At the age of 71, she wanted to continue expanding and Steninge was sold to free up capital for the jewel of her empire. In 1933, she became Torsten Kreuger's first tenant in the Citypalatset building at Norrmalmstorg in Stockholm, demonstrating boldness and modern ideas. In addition to the usual concept of the Margaretaskolan, Lindmark established a hotel business there. With her steady business concept and her forward-thinking but flexible management, she was always able to adapt her business. If the banquet halls faltered in the face of declining demand, she stepped up her retail operations instead.

=== After her death ===
Hanna's free church upbringing and Axel's background in the Church of Sweden contributed to the couple's shared interest in bringing together different Christian denominations. She played an active role in ecumenism by gathering representatives from different camps for conferences. Each year, Margaretaskolan donated ten percent of its profits to four missionary societies. This was her way of compensating for not becoming a missionary herself.

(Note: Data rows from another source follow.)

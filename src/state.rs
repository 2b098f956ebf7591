//! Local JSON state file backing the CLI
//!
//! Holds the model catalog and every endpoint record. The file is read once
//! at startup into the in-memory catalog and repository, and written back
//! after the command finishes.

use std::path::{Path, PathBuf};
use std::sync::Arc;

use serde::{Deserialize, Serialize};
use tracing::debug;

use llmops_common::{Error, Result};
use llmops_serving::{CatalogModel, InMemoryCatalog, InMemoryEndpointRepository, ServingEndpoint};

/// On-disk layout
#[derive(Debug, Default, Serialize, Deserialize)]
#[serde(default, rename_all = "camelCase")]
struct StateFile {
    models: Vec<CatalogModel>,
    endpoints: Vec<ServingEndpoint>,
}

/// Catalog and repository loaded from a state file
pub struct LocalState {
    path: PathBuf,
    models: Vec<CatalogModel>,
    catalog: Arc<InMemoryCatalog>,
    repository: Arc<InMemoryEndpointRepository>,
}

impl LocalState {
    /// Load `path`; a missing file is an empty state
    pub async fn load(path: &Path) -> Result<Self> {
        let file = match tokio::fs::read_to_string(path).await {
            Ok(raw) => serde_json::from_str::<StateFile>(&raw).map_err(|e| {
                Error::config(format!("invalid state file {}: {}", path.display(), e))
            })?,
            Err(e) if e.kind() == std::io::ErrorKind::NotFound => {
                debug!(path = %path.display(), "no state file, starting empty");
                StateFile::default()
            }
            Err(e) => {
                return Err(Error::config(format!(
                    "failed to read {}: {}",
                    path.display(),
                    e
                )))
            }
        };

        let catalog = InMemoryCatalog::new();
        for model in &file.models {
            catalog.insert(model.clone());
        }

        Ok(Self {
            path: path.to_path_buf(),
            models: file.models,
            catalog: Arc::new(catalog),
            repository: Arc::new(InMemoryEndpointRepository::from_records(file.endpoints)),
        })
    }

    pub fn catalog(&self) -> Arc<InMemoryCatalog> {
        self.catalog.clone()
    }

    pub fn repository(&self) -> Arc<InMemoryEndpointRepository> {
        self.repository.clone()
    }

    pub fn models(&self) -> &[CatalogModel] {
        &self.models
    }

    /// Add a model, replacing any entry with the same id
    pub fn register_model(&mut self, model: CatalogModel) {
        self.models.retain(|m| m.id != model.id);
        self.catalog.insert(model.clone());
        self.models.push(model);
    }

    /// Write the current state back, replacing the file atomically
    pub async fn save(&self) -> Result<()> {
        let file = StateFile {
            models: self.models.clone(),
            endpoints: self.repository.records(),
        };
        let raw = serde_json::to_string_pretty(&file)?;

        let tmp = self.path.with_extension("json.tmp");
        tokio::fs::write(&tmp, raw)
            .await
            .map_err(|e| Error::config(format!("failed to write {}: {}", tmp.display(), e)))?;
        tokio::fs::rename(&tmp, &self.path).await.map_err(|e| {
            Error::config(format!("failed to replace {}: {}", self.path.display(), e))
        })?;
        debug!(path = %self.path.display(), endpoints = file.endpoints.len(), "saved state");
        Ok(())
    }
}
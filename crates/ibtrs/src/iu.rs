//! Information units: DMA-mapped buffers carrying a message or I/O payload.

use std::sync::Arc;
use std::sync::atomic::{AtomicBool, Ordering};

use ibtrs_proto::Descriptor;
use parking_lot::Mutex;

use crate::buf::IuBuf;
use crate::error::RdmaError;
use crate::rdma::{DmaDirection, DmaHandle, DmaMapper, Sge};

pub struct Iu {
    buf: Arc<IuBuf>,
    dma: DmaHandle,
    dir: DmaDirection,
    mapped: AtomicBool,
}

impl Iu {
    pub fn alloc(size: usize, dir: DmaDirection, mapper: &dyn DmaMapper) -> Result<Self, RdmaError> {
        let buf = Arc::new(IuBuf::allocate(size));
        let dma = mapper.map(&buf, dir)?;
        Ok(Self {
            buf,
            dma,
            dir,
            mapped: AtomicBool::new(true),
        })
    }

    /// Allocate `count` units; on failure everything mapped so far is
    /// unmapped again.
    pub fn alloc_many(
        count: usize,
        size: usize,
        dir: DmaDirection,
        mapper: &dyn DmaMapper,
    ) -> Result<Vec<Iu>, RdmaError> {
        let mut ius = Vec::with_capacity(count);
        for _ in 0..count {
            match Iu::alloc(size, dir, mapper) {
                Ok(iu) => ius.push(iu),
                Err(e) => {
                    tracing::error!(count, size, error = %e, "iu allocation failed");
                    for iu in &ius {
                        iu.unmap(mapper);
                    }
                    return Err(e);
                }
            }
        }
        Ok(ius)
    }

    /// Idempotent.
    pub fn unmap(&self, mapper: &dyn DmaMapper) {
        if self.mapped.swap(false, Ordering::AcqRel) {
            mapper.unmap(&self.dma);
        }
    }

    pub fn is_mapped(&self) -> bool {
        self.mapped.load(Ordering::Acquire)
    }

    pub fn buf(&self) -> &IuBuf {
        &self.buf
    }

    pub fn size(&self) -> usize {
        self.buf.len()
    }

    pub fn dir(&self) -> DmaDirection {
        self.dir
    }

    pub fn dma(&self) -> DmaHandle {
        self.dma
    }

    pub fn sge(&self, offset: usize, len: usize) -> Sge {
        self.dma.sge(offset as u32, len as u32)
    }

    pub fn desc(&self, offset: usize, len: usize) -> Descriptor {
        self.dma.desc(offset as u32, len as u32)
    }
}

impl std::fmt::Debug for Iu {
    fn fmt(&self, f: &mut std::fmt::Formatter<'_>) -> std::fmt::Result {
        f.debug_struct("Iu")
            .field("dma", &self.dma)
            .field("dir", &self.dir)
            .field("mapped", &self.is_mapped())
            .finish()
    }
}

/// Fixed set of send buffers for control and user messages. A slot is
/// taken when a send is posted and returned by its send completion.
pub struct MsgPool {
    ius: Vec<Iu>,
    free: Mutex<Vec<usize>>,
}

impl MsgPool {
    pub fn new(count: usize, size: usize, mapper: &dyn DmaMapper) -> Result<Self, RdmaError> {
        let ius = Iu::alloc_many(count, size, DmaDirection::ToDevice, mapper)?;
        Ok(Self {
            free: Mutex::new((0..ius.len()).rev().collect()),
            ius,
        })
    }

    pub fn try_get(&self) -> Option<usize> {
        self.free.lock().pop()
    }

    /// Return a slot. Returning a slot that is already free is a bug.
    pub fn put(&self, idx: usize) {
        let mut free = self.free.lock();
        assert!(idx < self.ius.len(), "msg slot {} out of range", idx);
        assert!(!free.contains(&idx), "msg slot {} released twice", idx);
        free.push(idx);
    }

    pub fn iu(&self, idx: usize) -> Option<&Iu> {
        self.ius.get(idx)
    }

    pub fn capacity(&self) -> usize {
        self.ius.len()
    }

    pub fn available(&self) -> usize {
        self.free.lock().len()
    }

    pub fn unmap_all(&self, mapper: &dyn DmaMapper) {
        for iu in &self.ius {
            iu.unmap(mapper);
        }
    }
}

#[cfg(test)]
mod tests {
    use super::*;
    use std::sync::atomic::AtomicUsize;

    /// Maps until `limit` buffers are live.
    struct CountingMapper {
        live: AtomicUsize,
        limit: usize,
    }

    impl CountingMapper {
        fn new(limit: usize) -> Self {
            Self {
                live: AtomicUsize::new(0),
                limit,
            }
        }
    }

    impl DmaMapper for CountingMapper {
        fn map(&self, buf: &Arc<IuBuf>, _dir: DmaDirection) -> Result<DmaHandle, RdmaError> {
            let n = self.live.fetch_add(1, Ordering::SeqCst);
            if n >= self.limit {
                self.live.fetch_sub(1, Ordering::SeqCst);
                return Err(RdmaError::MapFailed("out of mappings".into()));
            }
            Ok(DmaHandle {
                addr: (n as u64 + 1) << 32,
                key: n as u32 + 1,
                len: buf.len() as u32,
            })
        }

        fn unmap(&self, _handle: &DmaHandle) {
            self.live.fetch_sub(1, Ordering::SeqCst);
        }
    }

    #[test]
    fn test_unmap_is_idempotent() {
        let mapper = CountingMapper::new(4);
        let iu = Iu::alloc(64, DmaDirection::Bidirectional, &mapper).unwrap();
        assert_eq!(mapper.live.load(Ordering::SeqCst), 1);
        assert_eq!(iu.size(), 64);
        iu.unmap(&mapper);
        iu.unmap(&mapper);
        assert!(!iu.is_mapped());
        assert_eq!(mapper.live.load(Ordering::SeqCst), 0);
    }

    #[test]
    fn test_bulk_alloc_rolls_back() {
        let mapper = CountingMapper::new(3);
        let err = Iu::alloc_many(5, 32, DmaDirection::FromDevice, &mapper).unwrap_err();
        assert!(matches!(err, RdmaError::MapFailed(_)));
        assert_eq!(mapper.live.load(Ordering::SeqCst), 0);
    }

    #[test]
    fn test_desc_offsets() {
        let mapper = CountingMapper::new(1);
        let iu = Iu::alloc(128, DmaDirection::ToDevice, &mapper).unwrap();
        let d = iu.desc(8, 16);
        assert_eq!(d.addr, iu.dma().addr + 8);
        assert_eq!(d.len, 16);
        assert_eq!(iu.sge(0, 4).key, iu.dma().key);
    }

    #[test]
    fn test_msg_pool_credits() {
        let mapper = CountingMapper::new(8);
        let pool = MsgPool::new(2, 64, &mapper).unwrap();
        let a = pool.try_get().unwrap();
        let b = pool.try_get().unwrap();
        assert_ne!(a, b);
        assert!(pool.try_get().is_none());
        pool.put(a);
        assert_eq!(pool.available(), 1);
        assert_eq!(pool.try_get(), Some(a));
        pool.unmap_all(&mapper);
        assert_eq!(mapper.live.load(Ordering::SeqCst), 0);
    }

    #[test]
    #[should_panic(expected = "released twice")]
    fn test_msg_pool_double_put_panics() {
        let mapper = CountingMapper::new(8);
        let pool = MsgPool::new(2, 64, &mapper).unwrap();
        let a = pool.try_get().unwrap();
        pool.put(a);
        pool.put(a);
    }
}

After her husband's death in 1935, Lindmark remained active and, at the age of 80, ran Margaretaskolan until 1941, when she died of pneumonia. She left behind a well-run and profitable business. Her original plan was to have the headmistress of each school receive an inheritance, but she instead bequeathed her large fortune, the properties and all the Margareta Schools to the Swedish Church Mission, the Swedish Baptist Mission, the Mission Covenant Church of Sweden and the Swedish Mission in China. This proved to be fatal as one of the executives embezzled the organization's funds, which resulted in the demise of Margaretaskolan. In 1977, the last school was closed and the company was liquidated. The Lindmarks are buried at Norra begravningsplatsen outside Stockholm.